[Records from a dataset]
* * * * * * *
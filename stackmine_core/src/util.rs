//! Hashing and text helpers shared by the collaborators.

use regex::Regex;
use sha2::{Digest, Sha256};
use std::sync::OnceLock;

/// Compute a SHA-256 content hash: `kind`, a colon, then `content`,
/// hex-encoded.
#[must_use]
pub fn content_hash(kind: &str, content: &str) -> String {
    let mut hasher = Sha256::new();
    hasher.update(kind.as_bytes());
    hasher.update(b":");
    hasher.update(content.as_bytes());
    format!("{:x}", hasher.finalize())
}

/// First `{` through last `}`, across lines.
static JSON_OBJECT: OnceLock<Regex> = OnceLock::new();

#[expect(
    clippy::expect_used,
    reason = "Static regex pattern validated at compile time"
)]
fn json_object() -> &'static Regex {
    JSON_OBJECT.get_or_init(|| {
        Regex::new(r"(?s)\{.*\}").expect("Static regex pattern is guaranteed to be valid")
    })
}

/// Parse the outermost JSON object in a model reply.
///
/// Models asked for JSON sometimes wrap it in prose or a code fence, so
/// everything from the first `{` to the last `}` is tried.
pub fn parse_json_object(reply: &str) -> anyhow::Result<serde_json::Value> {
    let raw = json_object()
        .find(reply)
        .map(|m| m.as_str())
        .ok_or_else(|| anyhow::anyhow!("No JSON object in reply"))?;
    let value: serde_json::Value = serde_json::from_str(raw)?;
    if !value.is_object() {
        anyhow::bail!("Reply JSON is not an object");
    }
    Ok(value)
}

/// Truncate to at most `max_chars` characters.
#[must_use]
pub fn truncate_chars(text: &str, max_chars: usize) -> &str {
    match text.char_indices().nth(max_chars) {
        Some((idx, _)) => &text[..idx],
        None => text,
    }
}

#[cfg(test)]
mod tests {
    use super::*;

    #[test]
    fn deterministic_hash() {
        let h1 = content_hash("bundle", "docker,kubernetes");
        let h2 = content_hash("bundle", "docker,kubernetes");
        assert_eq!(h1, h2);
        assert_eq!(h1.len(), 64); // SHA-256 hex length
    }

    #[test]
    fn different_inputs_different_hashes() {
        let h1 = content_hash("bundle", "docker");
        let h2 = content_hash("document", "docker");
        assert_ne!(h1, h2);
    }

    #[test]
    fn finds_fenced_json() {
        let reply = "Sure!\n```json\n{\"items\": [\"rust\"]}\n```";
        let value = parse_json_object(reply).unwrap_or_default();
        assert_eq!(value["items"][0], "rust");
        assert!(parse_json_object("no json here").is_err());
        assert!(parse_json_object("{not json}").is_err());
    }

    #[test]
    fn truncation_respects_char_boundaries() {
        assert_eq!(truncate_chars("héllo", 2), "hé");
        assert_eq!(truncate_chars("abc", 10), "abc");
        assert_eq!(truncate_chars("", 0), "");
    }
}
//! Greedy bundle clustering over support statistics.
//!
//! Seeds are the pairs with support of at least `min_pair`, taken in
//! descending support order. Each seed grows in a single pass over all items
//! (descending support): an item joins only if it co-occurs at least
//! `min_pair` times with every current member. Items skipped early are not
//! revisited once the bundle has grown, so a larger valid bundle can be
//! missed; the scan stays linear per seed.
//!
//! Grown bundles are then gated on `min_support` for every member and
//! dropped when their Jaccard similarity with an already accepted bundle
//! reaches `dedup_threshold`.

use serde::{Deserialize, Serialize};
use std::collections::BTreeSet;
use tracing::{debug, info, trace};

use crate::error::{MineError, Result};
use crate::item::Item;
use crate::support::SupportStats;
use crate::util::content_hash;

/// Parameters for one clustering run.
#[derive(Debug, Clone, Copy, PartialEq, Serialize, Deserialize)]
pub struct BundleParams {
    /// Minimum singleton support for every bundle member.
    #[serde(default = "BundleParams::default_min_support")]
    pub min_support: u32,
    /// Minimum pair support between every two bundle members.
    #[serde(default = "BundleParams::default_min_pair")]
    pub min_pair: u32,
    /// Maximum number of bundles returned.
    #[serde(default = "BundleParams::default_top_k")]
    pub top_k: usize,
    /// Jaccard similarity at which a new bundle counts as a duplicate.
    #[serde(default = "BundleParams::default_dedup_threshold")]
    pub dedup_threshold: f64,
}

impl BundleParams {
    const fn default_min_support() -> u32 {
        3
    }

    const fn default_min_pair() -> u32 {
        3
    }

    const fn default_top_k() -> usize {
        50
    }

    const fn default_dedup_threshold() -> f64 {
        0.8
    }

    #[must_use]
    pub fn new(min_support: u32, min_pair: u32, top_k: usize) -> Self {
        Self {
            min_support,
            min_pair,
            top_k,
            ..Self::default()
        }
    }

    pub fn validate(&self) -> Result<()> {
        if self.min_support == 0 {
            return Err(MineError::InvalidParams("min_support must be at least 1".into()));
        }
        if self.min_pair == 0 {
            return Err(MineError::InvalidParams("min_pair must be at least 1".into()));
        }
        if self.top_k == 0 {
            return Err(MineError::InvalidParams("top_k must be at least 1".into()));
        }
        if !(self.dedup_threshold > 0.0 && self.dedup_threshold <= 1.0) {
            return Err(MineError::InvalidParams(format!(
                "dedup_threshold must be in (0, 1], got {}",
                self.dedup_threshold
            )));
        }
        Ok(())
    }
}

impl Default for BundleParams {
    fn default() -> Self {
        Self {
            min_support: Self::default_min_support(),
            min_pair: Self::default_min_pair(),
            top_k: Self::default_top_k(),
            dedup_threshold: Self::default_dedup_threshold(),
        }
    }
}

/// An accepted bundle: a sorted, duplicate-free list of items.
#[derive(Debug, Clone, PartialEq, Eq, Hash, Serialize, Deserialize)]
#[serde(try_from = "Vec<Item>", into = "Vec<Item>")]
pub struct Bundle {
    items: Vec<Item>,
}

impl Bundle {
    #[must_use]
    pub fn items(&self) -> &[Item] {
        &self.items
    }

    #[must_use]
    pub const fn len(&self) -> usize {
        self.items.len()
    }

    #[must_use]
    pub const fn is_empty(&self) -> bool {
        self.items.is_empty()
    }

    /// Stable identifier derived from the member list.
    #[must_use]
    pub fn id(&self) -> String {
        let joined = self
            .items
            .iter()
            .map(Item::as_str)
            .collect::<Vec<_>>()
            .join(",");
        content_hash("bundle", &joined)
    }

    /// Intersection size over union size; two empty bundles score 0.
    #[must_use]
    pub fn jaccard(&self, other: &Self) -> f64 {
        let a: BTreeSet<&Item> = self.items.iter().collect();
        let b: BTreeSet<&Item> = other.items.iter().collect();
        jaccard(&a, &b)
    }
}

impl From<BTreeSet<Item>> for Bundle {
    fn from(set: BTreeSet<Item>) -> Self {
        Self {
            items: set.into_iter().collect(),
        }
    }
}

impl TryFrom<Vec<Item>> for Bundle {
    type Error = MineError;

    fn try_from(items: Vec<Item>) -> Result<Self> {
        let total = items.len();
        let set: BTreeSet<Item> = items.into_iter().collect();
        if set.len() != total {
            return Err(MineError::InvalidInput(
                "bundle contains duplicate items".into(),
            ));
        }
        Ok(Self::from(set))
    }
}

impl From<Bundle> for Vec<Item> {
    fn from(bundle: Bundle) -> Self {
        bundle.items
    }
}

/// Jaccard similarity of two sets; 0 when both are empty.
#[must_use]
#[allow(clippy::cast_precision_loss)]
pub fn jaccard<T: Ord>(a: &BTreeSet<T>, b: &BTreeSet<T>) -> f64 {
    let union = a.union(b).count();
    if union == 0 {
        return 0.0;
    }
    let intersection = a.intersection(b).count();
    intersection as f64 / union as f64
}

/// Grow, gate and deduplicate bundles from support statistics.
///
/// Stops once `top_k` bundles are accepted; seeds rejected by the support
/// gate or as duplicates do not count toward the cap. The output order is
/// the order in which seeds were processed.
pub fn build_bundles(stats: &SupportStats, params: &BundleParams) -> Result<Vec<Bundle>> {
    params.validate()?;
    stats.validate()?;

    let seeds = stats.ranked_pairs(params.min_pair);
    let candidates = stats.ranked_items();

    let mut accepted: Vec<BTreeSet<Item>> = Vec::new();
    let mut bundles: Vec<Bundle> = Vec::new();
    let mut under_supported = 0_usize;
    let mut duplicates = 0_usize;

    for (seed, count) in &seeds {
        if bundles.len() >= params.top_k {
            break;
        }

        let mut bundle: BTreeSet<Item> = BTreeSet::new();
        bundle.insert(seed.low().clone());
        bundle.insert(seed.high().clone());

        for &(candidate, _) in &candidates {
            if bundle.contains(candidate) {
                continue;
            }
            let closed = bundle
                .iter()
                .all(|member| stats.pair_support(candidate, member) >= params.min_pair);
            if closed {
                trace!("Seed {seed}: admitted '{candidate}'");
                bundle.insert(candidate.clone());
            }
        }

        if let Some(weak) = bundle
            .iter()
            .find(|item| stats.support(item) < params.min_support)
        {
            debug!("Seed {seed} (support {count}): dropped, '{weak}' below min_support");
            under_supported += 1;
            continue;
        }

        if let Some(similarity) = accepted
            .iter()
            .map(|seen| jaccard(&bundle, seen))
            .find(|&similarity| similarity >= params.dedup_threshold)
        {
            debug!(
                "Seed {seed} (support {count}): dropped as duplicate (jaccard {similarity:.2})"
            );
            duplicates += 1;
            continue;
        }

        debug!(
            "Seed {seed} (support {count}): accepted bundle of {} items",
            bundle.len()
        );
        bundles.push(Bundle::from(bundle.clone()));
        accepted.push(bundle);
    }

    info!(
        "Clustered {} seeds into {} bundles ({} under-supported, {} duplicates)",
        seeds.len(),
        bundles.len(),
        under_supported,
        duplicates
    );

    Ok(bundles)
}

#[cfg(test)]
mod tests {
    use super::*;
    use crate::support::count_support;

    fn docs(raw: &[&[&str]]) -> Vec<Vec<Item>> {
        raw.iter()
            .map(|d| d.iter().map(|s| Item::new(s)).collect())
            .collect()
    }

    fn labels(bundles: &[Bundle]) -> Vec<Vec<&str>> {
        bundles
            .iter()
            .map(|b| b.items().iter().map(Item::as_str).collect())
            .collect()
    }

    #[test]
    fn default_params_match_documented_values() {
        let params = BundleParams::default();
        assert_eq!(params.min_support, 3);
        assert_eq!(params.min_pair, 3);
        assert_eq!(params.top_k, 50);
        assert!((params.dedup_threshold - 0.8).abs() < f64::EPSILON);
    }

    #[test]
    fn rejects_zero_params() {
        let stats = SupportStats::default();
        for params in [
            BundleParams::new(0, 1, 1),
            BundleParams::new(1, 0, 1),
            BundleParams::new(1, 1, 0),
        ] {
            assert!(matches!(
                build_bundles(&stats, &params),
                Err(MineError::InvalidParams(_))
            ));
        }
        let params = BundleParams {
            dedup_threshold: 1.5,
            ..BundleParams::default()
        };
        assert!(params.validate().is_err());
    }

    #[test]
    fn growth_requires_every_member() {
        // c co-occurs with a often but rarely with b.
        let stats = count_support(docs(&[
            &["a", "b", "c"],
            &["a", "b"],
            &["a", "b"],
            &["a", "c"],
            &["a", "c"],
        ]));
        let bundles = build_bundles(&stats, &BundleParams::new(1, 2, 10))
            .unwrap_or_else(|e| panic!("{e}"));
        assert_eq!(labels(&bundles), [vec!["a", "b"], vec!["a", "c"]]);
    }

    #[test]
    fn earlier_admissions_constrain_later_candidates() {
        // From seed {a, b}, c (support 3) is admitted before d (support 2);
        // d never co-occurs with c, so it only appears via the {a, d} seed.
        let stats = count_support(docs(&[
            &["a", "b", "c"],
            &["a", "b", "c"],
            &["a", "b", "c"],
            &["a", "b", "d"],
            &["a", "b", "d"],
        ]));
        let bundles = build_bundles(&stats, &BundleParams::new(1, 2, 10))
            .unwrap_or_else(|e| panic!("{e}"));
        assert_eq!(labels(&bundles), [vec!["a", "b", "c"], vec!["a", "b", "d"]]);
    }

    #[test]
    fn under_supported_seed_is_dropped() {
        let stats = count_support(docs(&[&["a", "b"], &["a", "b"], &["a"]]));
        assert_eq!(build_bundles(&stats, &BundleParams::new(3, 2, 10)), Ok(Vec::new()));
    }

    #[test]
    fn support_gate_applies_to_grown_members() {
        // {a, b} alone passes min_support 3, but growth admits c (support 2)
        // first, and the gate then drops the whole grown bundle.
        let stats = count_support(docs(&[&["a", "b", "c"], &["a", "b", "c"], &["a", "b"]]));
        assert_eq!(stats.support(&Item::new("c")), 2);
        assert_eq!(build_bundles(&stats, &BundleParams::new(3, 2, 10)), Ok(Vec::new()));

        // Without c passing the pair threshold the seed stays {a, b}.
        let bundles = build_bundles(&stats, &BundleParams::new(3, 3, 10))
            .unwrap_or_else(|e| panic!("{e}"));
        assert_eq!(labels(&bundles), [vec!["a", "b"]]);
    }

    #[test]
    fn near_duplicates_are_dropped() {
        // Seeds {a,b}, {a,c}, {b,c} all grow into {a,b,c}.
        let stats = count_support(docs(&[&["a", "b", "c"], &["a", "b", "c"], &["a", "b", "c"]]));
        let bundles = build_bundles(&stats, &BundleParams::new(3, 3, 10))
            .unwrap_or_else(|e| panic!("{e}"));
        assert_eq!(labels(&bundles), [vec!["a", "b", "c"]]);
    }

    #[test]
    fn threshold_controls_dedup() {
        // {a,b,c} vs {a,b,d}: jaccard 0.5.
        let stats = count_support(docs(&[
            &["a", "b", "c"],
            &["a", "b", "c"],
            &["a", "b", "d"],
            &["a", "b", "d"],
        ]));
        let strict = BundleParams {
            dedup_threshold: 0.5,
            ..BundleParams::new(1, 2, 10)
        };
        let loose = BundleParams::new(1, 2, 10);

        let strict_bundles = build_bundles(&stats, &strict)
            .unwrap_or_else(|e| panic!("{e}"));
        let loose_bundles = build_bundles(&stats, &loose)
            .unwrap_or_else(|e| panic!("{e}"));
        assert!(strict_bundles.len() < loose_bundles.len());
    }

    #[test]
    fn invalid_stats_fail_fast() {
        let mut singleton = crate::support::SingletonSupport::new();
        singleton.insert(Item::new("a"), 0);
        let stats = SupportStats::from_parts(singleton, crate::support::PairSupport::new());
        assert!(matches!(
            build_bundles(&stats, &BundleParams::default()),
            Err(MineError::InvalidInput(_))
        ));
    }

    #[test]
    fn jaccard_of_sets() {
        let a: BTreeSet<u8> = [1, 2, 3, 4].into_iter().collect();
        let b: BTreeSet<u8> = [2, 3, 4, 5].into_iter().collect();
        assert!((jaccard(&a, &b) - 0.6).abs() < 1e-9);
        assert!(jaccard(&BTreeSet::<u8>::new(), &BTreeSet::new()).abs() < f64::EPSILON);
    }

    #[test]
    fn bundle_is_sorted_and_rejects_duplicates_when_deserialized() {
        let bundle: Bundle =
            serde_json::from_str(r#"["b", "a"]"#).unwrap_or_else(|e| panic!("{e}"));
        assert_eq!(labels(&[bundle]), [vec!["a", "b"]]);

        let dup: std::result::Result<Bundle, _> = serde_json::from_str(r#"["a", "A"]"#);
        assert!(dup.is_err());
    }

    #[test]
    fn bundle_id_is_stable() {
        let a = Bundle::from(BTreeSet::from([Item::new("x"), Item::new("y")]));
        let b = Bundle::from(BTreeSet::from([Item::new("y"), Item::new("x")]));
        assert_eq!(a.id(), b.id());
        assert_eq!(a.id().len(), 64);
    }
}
* * * * * * *
▸ EXERCISE PROMPT
Looking only at the entries, count the lines that contain the word "last", then state that count and nothing else.

▸ RESPONSE
2